__Directions__
Your answer should hold only the line containing "in free text." and each line that follows it in the listing, copied exactly.
———
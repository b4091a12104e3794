//! Unit tests for the DSL front-end
//!
//! Tests cover:
//! - Valid sources in both step notations
//! - Structural errors with line/column
//! - Validation warnings
//! - Duplicate step ids

use agentflow::dsl::{self, Severity, StepNotation};

const HELLO: &str = r#"@agent hello v1
description: Greets people
trigger: http POST /hello
vars:
  name:
    type: string
    required: true
steps:
  - id: greet
    kind: llm
    provider: openai
    prompt: "Hi {name}"
    save: greeting
outputs:
  response: "{greeting}"
@end
"#;

// ============================================================================
// Valid sources
// ============================================================================

mod valid_source_tests {
    use super::*;

    #[test]
    fn test_hello_is_valid() {
        let out = dsl::parse(HELLO);
        assert!(out.validation.valid, "{:?}", out.validation.errors);
        let def = out.ast.expect("ast");
        assert_eq!(def.id, "hello");
        assert_eq!(def.version, "v1");
        assert_eq!(def.description.as_deref(), Some("Greets people"));
        assert_eq!(def.trigger.spec.as_deref(), Some("http POST /hello"));
        assert_eq!(def.steps.len(), 1);
        assert_eq!(def.outputs[0].template, "{greeting}");
    }

    #[test]
    fn test_step_count_matches_declared_steps() {
        let src = "@agent many v2\ntrigger: manual\nsteps:\n  - id: a\n    kind: llm\n  - id: b\n    kind: http\n    url: https://example.com\n  - id: c\n    kind: vector\n@end\n";
        let out = dsl::parse(src);
        assert!(out.validation.valid);
        let ids: Vec<_> = out.ast.unwrap().steps.into_iter().map(|s| s.id).collect();
        assert_eq!(ids, vec!["a", "b", "c"]);
    }

    #[test]
    fn test_flat_notation() {
        let src = "@agent flat v1\ntrigger: manual\nstep fetch: http\n  url: https://example.com/{id}\n  retries: 2\n  save: page\nstep summarize: llm anthropic\n  prompt: \"Summarize {page}\"\n@end\n";
        let out = dsl::parse(src);
        assert!(out.validation.valid, "{:?}", out.validation.errors);
        let def = out.ast.unwrap();
        assert_eq!(def.steps.len(), 2);
        assert_eq!(def.steps[0].notation, StepNotation::Flat);
        assert_eq!(def.steps[0].retries, 2);
        assert_eq!(def.steps[1].provider.as_deref(), Some("anthropic"));
    }

    #[test]
    fn test_comments_and_blank_lines_ignored() {
        let src = "# leading comment\n@agent c v1\n\ntrigger: manual # inline\nsteps:\n  # between\n  - id: a\n    kind: llm\n    prompt: \"keep # this\"\n";
        let out = dsl::parse(src);
        assert!(out.validation.valid, "{:?}", out.validation.errors);
        let def = out.ast.unwrap();
        assert_eq!(def.steps[0].config["prompt"], "keep # this");
    }

    #[test]
    fn test_unknown_kind_is_accepted() {
        let src = "@agent k v1\ntrigger: manual\nsteps:\n  - id: a\n    kind: teleport\n";
        let out = dsl::parse(src);
        assert!(out.validation.valid);
        assert!(out.validation.warnings.is_empty());
    }
}

// ============================================================================
// Errors
// ============================================================================

mod error_tests {
    use super::*;

    #[test]
    fn test_duplicate_step_ids_name_both_lines() {
        let src = "@agent d v1\ntrigger: manual\nsteps:\n  - id: greet\n    kind: llm\n  - id: greet\n    kind: llm\n";
        let out = dsl::parse(src);
        assert!(!out.validation.valid);
        let dup = out
            .validation
            .errors
            .iter()
            .find(|d| d.message.contains("Duplicate step id"))
            .expect("duplicate diagnostic");
        assert!(dup.message.contains("line 4"));
        assert!(dup.message.contains("line 6"));
        assert_eq!(dup.line, 6);
    }

    #[test]
    fn test_missing_trigger_is_error_with_position() {
        let out = dsl::parse("@agent t v1\nsteps:\n  - id: a\n    kind: llm\n");
        assert!(!out.validation.valid);
        let err = &out.validation.errors[0];
        assert!(err.message.to_lowercase().contains("trigger"));
        assert!(err.line >= 1);
        assert!(err.column >= 1);
        // still useful enough to return
        assert!(out.ast.is_some());
    }

    #[test]
    fn test_unterminated_string() {
        let out = dsl::parse("@agent u v1\ntrigger: manual\nsteps:\n  - id: a\n    kind: llm\n    prompt: \"never closed\n");
        let err = out
            .validation
            .errors
            .iter()
            .find(|d| d.message.contains("Unterminated"))
            .expect("unterminated diagnostic");
        assert_eq!(err.line, 6);
        assert_eq!(err.column, 13);
        assert!(err.suggestion.is_some());
    }

    #[test]
    fn test_garbage_yields_no_ast() {
        let out = dsl::parse("just some prose\nwith no structure\n");
        assert!(out.ast.is_none());
        assert!(!out.validation.valid);
    }

    #[test]
    fn test_errors_sorted_by_position() {
        let out = dsl::parse("@agent s v1\nsteps:\n  - id: a\n  - kind: llm\n");
        let positions: Vec<_> = out
            .validation
            .errors
            .iter()
            .map(|d| (d.line, d.column))
            .collect();
        let mut sorted = positions.clone();
        sorted.sort();
        assert_eq!(positions, sorted);
    }

    #[test]
    fn test_into_valid_rejects_errors() {
        let err = dsl::parse("@agent x v1\n").into_valid().unwrap_err();
        assert!(!err.valid);
        assert!(err.errors.iter().all(|d| d.severity == Severity::Error));
    }
}

// ============================================================================
// Warnings
// ============================================================================

mod warning_tests {
    use super::*;

    #[test]
    fn test_unused_save_warns() {
        let src = "@agent w v1\ntrigger: manual\nsteps:\n  - id: a\n    kind: llm\n    save: never_read\n";
        let out = dsl::parse(src);
        assert!(out.validation.valid);
        assert!(out
            .validation
            .warnings
            .iter()
            .any(|w| w.message.contains("never_read")));
    }

    #[test]
    fn test_empty_steps_warns() {
        let out = dsl::parse("@agent e v1\ntrigger: manual\n");
        assert!(out.validation.valid);
        assert!(out
            .validation
            .warnings
            .iter()
            .any(|w| w.message.contains("has no steps")));
    }

    #[test]
    fn test_unknown_section_suggests() {
        let out = dsl::parse("@agent s v1\ntrigger: manual\nouptuts:\n  a: b\n");
        let warn = out
            .validation
            .warnings
            .iter()
            .find(|w| w.message.contains("ouptuts"))
            .expect("unknown section warning");
        assert!(warn.suggestion.as_deref().unwrap_or("").contains("outputs"));
    }
}
//! Binding table shared by steps, templates and conditions.

use serde_json::{Map, Value};
use std::collections::HashSet;

use crate::redact::{self, REDACTED};
use crate::template;

/// Name → value store for one execution or debug session.
///
/// Insertion order is preserved. Names holding secrets are tracked so every
/// outward view ([`masked`](Self::masked)) hides them.
#[derive(Debug, Clone, Default)]
pub struct BindingTable {
    values: Map<String, Value>,
    secret_names: HashSet<String>,
}

impl BindingTable {
    pub fn new() -> Self {
        Self::default()
    }

    /// Bind `name`, replacing any previous value. Last write wins.
    pub fn set(&mut self, name: impl Into<String>, value: Value) {
        self.values.insert(name.into(), value);
    }

    /// Bind a secret value.
    pub fn set_secret(&mut self, name: impl Into<String>, value: String) {
        let name = name.into();
        self.secret_names.insert(name.clone());
        self.values.insert(name, Value::String(value));
    }

    pub fn get(&self, name: &str) -> Option<&Value> {
        self.values.get(name)
    }

    /// Dotted-path lookup, same rules as template placeholders.
    pub fn get_path(&self, path: &str) -> Option<&Value> {
        template::lookup(&self.values, path)
    }

    pub fn contains(&self, name: &str) -> bool {
        self.values.contains_key(name)
    }

    pub fn is_secret(&self, name: &str) -> bool {
        self.secret_names.contains(name)
    }

    pub fn len(&self) -> usize {
        self.values.len()
    }

    pub fn is_empty(&self) -> bool {
        self.values.is_empty()
    }

    /// Raw bindings, secrets included. For template resolution and
    /// capability requests only.
    pub fn as_map(&self) -> &Map<String, Value> {
        &self.values
    }

    /// Plain-text values of every bound secret.
    pub fn secret_values(&self) -> Vec<String> {
        self.secret_names
            .iter()
            .filter_map(|n| self.values.get(n))
            .map(template::render_value)
            .collect()
    }

    /// Copy safe to show to a user or write to a log: secret bindings are
    /// replaced and secret values embedded elsewhere are masked.
    pub fn masked(&self) -> Map<String, Value> {
        let secrets = self.secret_values();
        self.values
            .iter()
            .map(|(name, value)| {
                if self.secret_names.contains(name) {
                    (name.clone(), Value::String(REDACTED.to_string()))
                } else {
                    let mut value = value.clone();
                    redact::mask_json(&mut value, &secrets);
                    (name.clone(), value)
                }
            })
            .collect()
    }

    /// Mask secret values in free text.
    pub fn mask_text(&self, text: &str) -> String {
        redact::mask_known(text, &self.secret_values()).into_owned()
    }
}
———
__Your response__
    /// Mask secret values in free text.
    pub fn mask_text(&self, text: &str) -> String {
        redact::mask_known(text, &self.secret_values()).into_owned()
    }
}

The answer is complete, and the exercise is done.